Electrophoretic Analysis of Ruminal Degradability of Corn Proteins

Abstract

Albumin, globulin, and prolamin fractions were extracted from corn meal in water, .5 M NaCl, and 50% (vol/vol) 1-propanol and examined by SDS-PAGE and densitometric scanning to investigate fractional degradation rates of corn proteins. Several protein fractions were identified for globulins, zein prolamins, and glutelins. Ruminal degradability of individual subfractions was evaluated by suspension of corn and corn gluten meal samples in the rumen of lactating dairy cows from 0 to 72 h. Electrophoretic and densitometric analysis of protein residues revealed that the prolamin fraction zein for corn and corn gluten meal was more resistant to ruminal degradation than albumins, globulins, and glutelins.

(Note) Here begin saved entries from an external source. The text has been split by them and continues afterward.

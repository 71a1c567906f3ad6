//! Animation history reconciliation.
//!
//! Two directions:
//!
//! - **Resume** (client becomes host): the last animation the client saw tells
//!   us roughly where the host's graph was. [`resume_point`] maps it to the node
//!   the local graph should be forced to so it continues from there.
//! - **Replay** (client receives an animation): [`replay`] runs the side effects
//!   the host's graph produced when it played that animation, without letting
//!   the client's graph evaluate.

use tracing::trace;

use crate::catalog::{EntityProfile, ReplayStep};
use crate::entity::{BehaviorGraph, EntityKey};
use crate::report_violation_to;
use crate::telemetry::{ObserverHandle, ViolationKind, ViolationSeverity};

/// Where a new scene host resumes its behavior graph.
#[derive(Debug, Clone, Copy, PartialEq, Eq)]
pub enum ResumePoint<'a> {
    /// The last animation has a resume entry.
    Mapped {
        /// Last animation index received.
        index: u8,
        /// Node mapped to it.
        node: &'a str,
    },
    /// No animation was ever received; the default node is used.
    NoHistory {
        /// The profile's default node.
        node: &'a str,
    },
    /// The last animation has no resume entry; the default node is used.
    Unmapped {
        /// Last animation index received.
        index: u8,
        /// The profile's default node.
        node: &'a str,
    },
}

impl<'a> ResumePoint<'a> {
    /// The node to force.
    #[must_use]
    pub const fn node(&self) -> &'a str {
        match *self {
            Self::Mapped { node, .. } | Self::NoHistory { node } | Self::Unmapped { node, .. } => {
                node
            },
        }
    }
}

/// Resolves where the graph resumes given the last animation index a client
/// received. Deterministic: the same profile and history always give the same
/// answer.
#[must_use]
pub fn resume_point(profile: &EntityProfile, last_animation: Option<u8>) -> ResumePoint<'_> {
    let default = profile.default_node.as_str();
    match last_animation {
        None => ResumePoint::NoHistory { node: default },
        Some(index) => match profile.resume.get(&index) {
            Some(node) => ResumePoint::Mapped {
                index,
                node: node.as_str(),
            },
            None => ResumePoint::Unmapped {
                index,
                node: default,
            },
        },
    }
}

/// Forces `graph` to the resume point for `last_animation` and returns it.
///
/// An unmapped index is reported as a [`ViolationKind::UnmappedAnimation`]
/// warning; the default node is still forced.
pub fn resume<'p>(
    graph: &mut dyn BehaviorGraph,
    profile: &'p EntityProfile,
    last_animation: Option<u8>,
    observer: Option<&ObserverHandle>,
    key: EntityKey,
) -> ResumePoint<'p> {
    let point = resume_point(profile, last_animation);
    if let ResumePoint::Unmapped { index, node } = point {
        let observer = observer.cloned();
        report_violation_to!(
            observer,
            key,
            ViolationSeverity::Warning,
            ViolationKind::UnmappedAnimation,
            "No resume node for animation {} ({}); falling back to {}",
            index,
            profile.animation_name(index).unwrap_or("unnamed"),
            node
        );
    }
    trace!(entity = %key, node = point.node(), "Resuming behavior graph");
    graph.force_node(point.node());
    point
}

/// Runs the replay steps for animation `index` on a client's graph. Returns
/// the number of steps executed.
pub fn replay(
    graph: &mut dyn BehaviorGraph,
    profile: &EntityProfile,
    index: u8,
    info: &[u8],
    key: EntityKey,
) -> usize {
    let steps = profile.replay_steps(index);
    if steps.is_empty() {
        trace!(entity = %key, index, "No replay steps for animation");
        return 0;
    }

    let mut executed = 0;
    for step in steps.iter().filter(|step| step.applies_to(info)) {
        match step {
            ReplayStep::Execute { node, actions, .. } => graph.execute_actions(node, actions),
            ReplayStep::PlayClip { clip, .. } => graph.play_clip(clip),
        }
        executed += 1;
    }
    executed
}

#[cfg(test)]
#[allow(
    clippy::panic,
    clippy::unwrap_used,
    clippy::expect_used,
    clippy::indexing_slicing
)]
mod tests {
    use std::sync::Arc;

    use super::*;
    use crate::catalog::Catalog;
    use crate::entity::{EntityType, InstanceId, NodeHook};
    use crate::network::wire::Vec2;
    use crate::telemetry::CollectingObserver;

    #[derive(Default)]
    struct RecordingGraph {
        calls: Vec<String>,
    }

    impl BehaviorGraph for RecordingGraph {
        fn set_driver_enabled(&mut self, enabled: bool) {
            self.calls.push(format!("driver {enabled}"));
        }
        fn force_node(&mut self, node: &str) {
            self.calls.push(format!("force {node}"));
        }
        fn execute_actions(&mut self, node: &str, actions: &[u8]) {
            self.calls.push(format!("exec {node} {actions:?}"));
        }
        fn play_clip(&mut self, clip: &str) {
            self.calls.push(format!("clip {clip}"));
        }
        fn set_active(&mut self, active: bool) {
            self.calls.push(format!("active {active}"));
        }
        fn set_position(&mut self, _position: Vec2) {}
        fn set_scale(&mut self, _flipped: bool) {}
        fn insert_hook(&mut self, _node: &str, _hook: NodeHook) {}
    }

    fn key(entity_type: EntityType) -> EntityKey {
        EntityKey::new(entity_type, InstanceId::new(1))
    }

    #[test]
    fn no_history_resumes_at_default() {
        let profile = Catalog::builtin().get(EntityType::Crawlid).unwrap();
        let point = resume_point(&profile, None);
        assert_eq!(point, ResumePoint::NoHistory { node: "Walk" });
    }

    #[test]
    fn mapped_index_resumes_at_its_node() {
        let profile = Catalog::builtin().get(EntityType::Baldur).unwrap();
        assert_eq!(
            resume_point(&profile, Some(1)),
            ResumePoint::Mapped {
                index: 1,
                node: "Rest"
            }
        );
        assert_eq!(resume_point(&profile, Some(4)).node(), "In Air");
    }

    #[test]
    fn unmapped_index_falls_back_and_warns() {
        let profile = Catalog::builtin().get(EntityType::Crawlid).unwrap();
        let collector = Arc::new(CollectingObserver::new());
        let observer: ObserverHandle = collector.clone();
        let mut graph = RecordingGraph::default();

        let point = resume(
            &mut graph,
            &profile,
            Some(2),
            Some(&observer),
            key(EntityType::Crawlid),
        );

        assert_eq!(point, ResumePoint::Unmapped { index: 2, node: "Walk" });
        assert_eq!(graph.calls, ["force Walk"]);
        let warnings = collector.violations_of_kind(ViolationKind::UnmappedAnimation);
        assert_eq!(warnings.len(), 1);
        assert!(warnings[0].message.contains("Idle"), "{}", warnings[0].message);
    }

    #[test]
    fn resume_is_deterministic() {
        let profile = Catalog::builtin().get(EntityType::HuskGuard).unwrap();
        for index in [None, Some(0), Some(8), Some(200)] {
            assert_eq!(resume_point(&profile, index), resume_point(&profile, index));
        }
    }

    #[test]
    fn replay_executes_steps_in_order() {
        let profile = Catalog::builtin().get(EntityType::Baldur).unwrap();
        let mut graph = RecordingGraph::default();
        let executed = replay(&mut graph, &profile, 1, &[], key(EntityType::Baldur));
        assert_eq!(executed, 1);
        assert_eq!(graph.calls, ["exec Stop [1, 2, 4, 5]"]);
    }

    #[test]
    fn replay_filters_on_info() {
        let profile = Catalog::builtin().get(EntityType::BroodingMawlek).unwrap();
        let mut graph = RecordingGraph::default();
        let k = key(EntityType::BroodingMawlek);

        assert_eq!(replay(&mut graph, &profile, 2, &[0], k), 2);
        assert_eq!(graph.calls, ["exec Wake [1, 3]", "exec GG Wake [1]"]);

        graph.calls.clear();
        assert_eq!(replay(&mut graph, &profile, 2, &[1], k), 1);
        assert_eq!(graph.calls, ["exec GG Wake [1]"]);
    }

    #[test]
    fn replay_plays_clips() {
        let profile = Catalog::builtin().get(EntityType::Crawlid).unwrap();
        let mut graph = RecordingGraph::default();
        replay(&mut graph, &profile, 0, &[], key(EntityType::Crawlid));
        assert_eq!(graph.calls, ["clip walk"]);
    }

    #[test]
    fn replay_without_steps_is_a_no_op() {
        let profile = Catalog::builtin().get(EntityType::Gruzzer).unwrap();
        let mut graph = RecordingGraph::default();
        assert_eq!(replay(&mut graph, &profile, 9, &[], key(EntityType::Gruzzer)), 0);
        assert!(graph.calls.is_empty());
    }
}
//! Per-type entity profiles.
//!
//! Everything that differs between entity types (which behavior graph drives
//! them, which graph nodes map to which animation index, how to resume after a
//! host hand-off, how a client replays an animation) is data, not code. The
//! built-in tables live in `data/profiles.json` and are parsed once.
//!
//! # Example
//!
//! ```
//! use scene_sync::catalog::Catalog;
//! use scene_sync::EntityType;
//!
//! let profile = Catalog::builtin().get(EntityType::Crawlid).unwrap();
//! assert_eq!(profile.graph, "Crawler");
//! assert_eq!(profile.default_node, "Walk");
//! ```

use std::collections::BTreeMap;
use std::sync::{Arc, OnceLock};

use serde::{Deserialize, Serialize};
use tracing::debug;

use crate::entity::EntityType;
use crate::error::{SyncError, SyncResult};
use crate::report_violation;
use crate::telemetry::{ViolationKind, ViolationSeverity};

pub mod classify;

pub use classify::{Classifier, ClassifierRule};

const BUILTIN_PROFILES: &str = include_str!("../../data/profiles.json");

/// A behavior-graph node hook: entering `node` on the scene host emits an
/// animation update with `index`.
#[derive(Debug, Clone, PartialEq, Eq, Serialize, Deserialize)]
pub struct HookSpec {
    /// Graph node the hook is inserted at.
    pub node: String,
    /// Animation index sent when the node is entered.
    pub index: u8,
    /// Extra bytes sent with the animation.
    #[serde(default)]
    pub info: Vec<u8>,
    /// Coarse state sent alongside the animation, for nodes that also change state.
    #[serde(default)]
    pub emit_state: Option<u8>,
}

/// One side effect a scene client performs when it receives an animation.
#[derive(Debug, Clone, PartialEq, Eq, Serialize, Deserialize)]
#[serde(tag = "step", rename_all = "snake_case")]
pub enum ReplayStep {
    /// Run the listed actions of a node without evaluating the graph. An empty
    /// list runs every action of the node.
    Execute {
        /// Graph node whose actions run.
        node: String,
        /// Action indices within the node.
        #[serde(default)]
        actions: Vec<u8>,
        /// Only run when the first info byte equals this value.
        #[serde(default, skip_serializing_if = "Option::is_none")]
        when_info: Option<u8>,
    },
    /// Start an animator clip that the graph does not own.
    PlayClip {
        /// Clip name.
        clip: String,
        /// Only run when the first info byte equals this value.
        #[serde(default, skip_serializing_if = "Option::is_none")]
        when_info: Option<u8>,
    },
}

impl ReplayStep {
    /// Whether the step runs for an animation carrying `info`.
    #[must_use]
    pub fn applies_to(&self, info: &[u8]) -> bool {
        let when_info = match self {
            Self::Execute { when_info, .. } | Self::PlayClip { when_info, .. } => *when_info,
        };
        when_info.is_none_or(|expected| info.first() == Some(&expected))
    }
}

/// Everything the crate knows about one entity type.
#[derive(Debug, Clone, PartialEq, Eq, Serialize, Deserialize)]
pub struct EntityProfile {
    /// Name of the behavior graph that drives the entity.
    pub graph: String,
    /// Node the graph resumes at when there is no usable animation history.
    pub default_node: String,
    /// Coarse state a new scene host announces.
    #[serde(default)]
    pub active_state: u8,
    /// Terminal coarse state; a client receiving it deactivates the entity.
    #[serde(default)]
    pub dead_state: Option<u8>,
    /// Animation names, indexed by wire animation index. Only used for logs and
    /// validation; may be empty for types without animation tables.
    #[serde(default)]
    pub animations: Vec<String>,
    /// Node hooks installed on every instance.
    #[serde(default)]
    pub hooks: Vec<HookSpec>,
    /// Animator clips (not owned by the graph) that emit an animation when
    /// started on the scene host.
    #[serde(default)]
    pub clip_hooks: BTreeMap<String, u8>,
    /// Node to force when a client takes over after animation `index`.
    #[serde(default)]
    pub resume: BTreeMap<u8, String>,
    /// Side effects a client replays for animation `index`.
    #[serde(default)]
    pub replay: BTreeMap<u8, Vec<ReplayStep>>,
}

impl EntityProfile {
    /// A profile with only a graph and a default node.
    #[must_use]
    pub fn minimal(graph: impl Into<String>, default_node: impl Into<String>) -> Self {
        Self {
            graph: graph.into(),
            default_node: default_node.into(),
            active_state: 0,
            dead_state: None,
            animations: Vec::new(),
            hooks: Vec::new(),
            clip_hooks: BTreeMap::new(),
            resume: BTreeMap::new(),
            replay: BTreeMap::new(),
        }
    }

    /// Human-readable name of animation `index`, when the profile lists one.
    #[must_use]
    pub fn animation_name(&self, index: u8) -> Option<&str> {
        self.animations.get(usize::from(index)).map(String::as_str)
    }

    /// Animation index emitted when `clip` starts, if the clip is hooked.
    #[must_use]
    pub fn clip_index(&self, clip: &str) -> Option<u8> {
        self.clip_hooks.get(clip).copied()
    }

    /// Replay steps for animation `index`; empty when none are defined.
    #[must_use]
    pub fn replay_steps(&self, index: u8) -> &[ReplayStep] {
        self.replay.get(&index).map_or(&[], Vec::as_slice)
    }

    /// Whether `state` is this type's terminal state.
    #[must_use]
    pub fn is_dead_state(&self, state: u8) -> bool {
        self.dead_state == Some(state)
    }

    /// Checks the profile for internal consistency.
    ///
    /// # Errors
    ///
    /// Returns [`SyncError::Catalog`] describing the first inconsistency.
    pub fn validate(&self, entity_type: EntityType) -> SyncResult<()> {
        if self.default_node.is_empty() {
            return Err(catalog_error(format!(
                "{entity_type}: default_node is empty"
            )));
        }
        if self.dead_state == Some(self.active_state) {
            return Err(catalog_error(format!(
                "{entity_type}: dead_state equals active_state ({})",
                self.active_state
            )));
        }
        if let Some(hook) = self.hooks.iter().find(|hook| hook.node.is_empty()) {
            return Err(catalog_error(format!(
                "{entity_type}: hook for index {} has no node",
                hook.index
            )));
        }
        if self.animations.is_empty() {
            return Ok(());
        }

        let known = |index: u8| usize::from(index) < self.animations.len();
        let indices = self
            .hooks
            .iter()
            .map(|hook| hook.index)
            .chain(self.clip_hooks.values().copied())
            .chain(self.resume.keys().copied())
            .chain(self.replay.keys().copied());
        for index in indices {
            if !known(index) {
                return Err(catalog_error(format!(
                    "{entity_type}: animation index {index} outside table of {}",
                    self.animations.len()
                )));
            }
        }
        Ok(())
    }
}

#[derive(Deserialize)]
struct CatalogFile {
    profiles: BTreeMap<String, EntityProfile>,
}

/// Maps every known [`EntityType`] to its [`EntityProfile`].
#[derive(Debug, Clone, Default)]
pub struct Catalog {
    profiles: BTreeMap<EntityType, Arc<EntityProfile>>,
}

impl Catalog {
    /// An empty catalog; no type is networked.
    #[must_use]
    pub fn empty() -> Self {
        Self::default()
    }

    /// The built-in profile tables.
    ///
    /// Parsed on first use. Should the embedded data ever fail to parse, a
    /// critical [`ViolationKind::Catalog`] diagnostic is reported and an empty
    /// catalog is returned, so no entity is networked.
    pub fn builtin() -> &'static Self {
        static BUILTIN: OnceLock<Catalog> = OnceLock::new();
        BUILTIN.get_or_init(|| match Self::from_json(BUILTIN_PROFILES) {
            Ok(catalog) => {
                debug!(profiles = catalog.len(), "Loaded built-in entity catalog");
                catalog
            },
            Err(err) => {
                report_violation!(
                    ViolationSeverity::Critical,
                    ViolationKind::Catalog,
                    "Built-in entity catalog is invalid: {}",
                    err
                );
                Self::empty()
            },
        })
    }

    /// Parses a catalog from JSON of the form `{"profiles": {"TypeName": {...}}}`.
    ///
    /// # Errors
    ///
    /// Returns [`SyncError::Catalog`] when the JSON is malformed, names an
    /// unknown type or `None`, or contains an inconsistent profile.
    pub fn from_json(json: &str) -> SyncResult<Self> {
        let file: CatalogFile = serde_json::from_str(json).map_err(|err| SyncError::Catalog {
            reason: err.to_string(),
        })?;

        let mut catalog = Self::empty();
        for (name, profile) in file.profiles {
            let entity_type: EntityType = name
                .parse()
                .map_err(|reason: String| SyncError::Catalog { reason })?;
            catalog.insert(entity_type, profile)?;
        }
        Ok(catalog)
    }

    /// Adds or replaces the profile for `entity_type`.
    ///
    /// # Errors
    ///
    /// Returns [`SyncError::Catalog`] for [`EntityType::None`] or an
    /// inconsistent profile.
    pub fn insert(&mut self, entity_type: EntityType, profile: EntityProfile) -> SyncResult<()> {
        if entity_type == EntityType::None {
            return Err(catalog_error("`None` cannot have a profile".to_owned()));
        }
        profile.validate(entity_type)?;
        self.profiles.insert(entity_type, Arc::new(profile));
        Ok(())
    }

    /// The profile for `entity_type`, if it is networked.
    #[must_use]
    pub fn get(&self, entity_type: EntityType) -> Option<Arc<EntityProfile>> {
        self.profiles.get(&entity_type).cloned()
    }

    /// Whether `entity_type` has a profile.
    #[must_use]
    pub fn contains(&self, entity_type: EntityType) -> bool {
        self.profiles.contains_key(&entity_type)
    }

    /// Types with a profile, in wire order.
    pub fn types(&self) -> impl Iterator<Item = EntityType> + '_ {
        self.profiles.keys().copied()
    }

    /// Number of profiles.
    #[must_use]
    pub fn len(&self) -> usize {
        self.profiles.len()
    }

    /// Whether the catalog has no profiles.
    #[must_use]
    pub fn is_empty(&self) -> bool {
        self.profiles.is_empty()
    }
}

fn catalog_error(reason: String) -> SyncError {
    SyncError::Catalog { reason }
}

#[cfg(test)]
#[allow(
    clippy::panic,
    clippy::unwrap_used,
    clippy::expect_used,
    clippy::indexing_slicing
)]
mod tests {
    use super::*;

    #[test]
    fn builtin_covers_every_real_type() {
        let catalog = Catalog::builtin();
        for ty in EntityType::ALL.iter().filter(|ty| **ty != EntityType::None) {
            assert!(catalog.contains(*ty), "missing profile for {ty}");
        }
        assert!(!catalog.contains(EntityType::None));
        assert_eq!(catalog.len(), EntityType::ALL.len() - 1);
    }

    #[test]
    fn baldur_tables() {
        let profile = Catalog::builtin().get(EntityType::Baldur).unwrap();
        assert_eq!(profile.graph, "Roller");
        assert_eq!(profile.default_node, "Idle");
        assert_eq!(profile.dead_state, Some(1));
        assert_eq!(profile.animation_name(3), Some("Roll"));
        assert_eq!(profile.resume.get(&3).map(String::as_str), Some("Stop"));
        assert_eq!(
            profile.replay_steps(2),
            &[ReplayStep::Execute {
                node: "Start".to_owned(),
                actions: vec![1, 3, 4],
                when_info: None,
            }]
        );
        let roll_hooks: Vec<&str> = profile
            .hooks
            .iter()
            .filter(|hook| hook.index == 3)
            .map(|hook| hook.node.as_str())
            .collect();
        assert_eq!(roll_hooks, ["Roll R", "Roll L"]);
    }

    #[test]
    fn mawlek_wake_variants_are_info_gated() {
        let profile = Catalog::builtin().get(EntityType::BroodingMawlek).unwrap();
        assert_eq!(profile.active_state, 1);
        assert_eq!(profile.dead_state, None);

        let wake = profile.hooks.iter().find(|h| h.node == "GG Wake").unwrap();
        assert_eq!(wake.index, 2);
        assert_eq!(wake.info, vec![1]);
        assert_eq!(wake.emit_state, Some(1));

        let steps = profile.replay_steps(2);
        let normal: Vec<_> = steps.iter().filter(|s| s.applies_to(&[0])).collect();
        let godhome: Vec<_> = steps.iter().filter(|s| s.applies_to(&[1])).collect();
        assert_eq!(normal.len(), 2);
        assert_eq!(godhome.len(), 1);
    }

    #[test]
    fn crawlid_uses_clip_hooks() {
        let profile = Catalog::builtin().get(EntityType::Crawlid).unwrap();
        assert!(profile.hooks.is_empty());
        assert_eq!(profile.clip_index("turn"), Some(1));
        assert_eq!(profile.clip_index("Turn"), None);
        assert_eq!(
            profile.replay_steps(1),
            &[ReplayStep::PlayClip {
                clip: "turn".to_owned(),
                when_info: None
            }]
        );
    }

    #[test]
    fn missing_replay_is_empty_slice() {
        let profile = Catalog::builtin().get(EntityType::Gruzzer).unwrap();
        assert!(profile.replay_steps(0).is_empty());
        assert!(profile.replay_steps(255).is_empty());
    }

    #[test]
    fn from_json_rejects_unknown_and_none_types() {
        let unknown = r#"{"profiles": {"Zote": {"graph": "g", "default_node": "n"}}}"#;
        assert!(matches!(
            Catalog::from_json(unknown),
            Err(SyncError::Catalog { .. })
        ));

        let none = r#"{"profiles": {"None": {"graph": "g", "default_node": "n"}}}"#;
        assert!(matches!(
            Catalog::from_json(none),
            Err(SyncError::Catalog { .. })
        ));
    }

    #[test]
    fn from_json_rejects_out_of_range_indices() {
        let json = r#"{"profiles": {"Obble": {
            "graph": "g",
            "default_node": "n",
            "animations": ["A"],
            "resume": {"4": "X"}
        }}}"#;
        match Catalog::from_json(json) {
            Err(SyncError::Catalog { reason }) => assert!(reason.contains("index 4"), "{reason}"),
            other => panic!("expected catalog error, got {other:?}"),
        }
    }

    #[test]
    fn from_json_rejects_dead_equal_to_active() {
        let json = r#"{"profiles": {"Obble": {
            "graph": "g", "default_node": "n", "active_state": 1, "dead_state": 1
        }}}"#;
        assert!(Catalog::from_json(json).is_err());
    }

    #[test]
    fn from_json_defaults_optional_tables() {
        let json = r#"{"profiles": {"Gulka": {"graph": "Plant Turret", "default_node": "Idle"}}}"#;
        let catalog = Catalog::from_json(json).unwrap();
        let profile = catalog.get(EntityType::Gulka).unwrap();
        assert_eq!(*profile, EntityProfile::minimal("Plant Turret", "Idle"));
    }

    #[test]
    fn replay_step_serializes_with_tag() {
        let step = ReplayStep::Execute {
            node: "Dig".to_owned(),
            actions: vec![3, 5],
            when_info: None,
        };
        let json = serde_json::to_string(&step).unwrap();
        assert_eq!(json, r#"{"step":"execute","node":"Dig","actions":[3,5]}"#);
    }
}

Relative rates of degradation of zein and the fraction containing albumins, globulins, and glutelins were .060, .026, and .018, .015/h for corn and corn gluten meal, respectively. Total degradabilities of corn and corn gluten meal, measured by summation of degradability of subfractional components, were 52.2 and 18.6%. Quantitative measurement of ruminally degradable subfractions and estimation of their degradation rates by electrophoretic and densitometric scanning are useful in understanding ruminal degradability of corn proteins.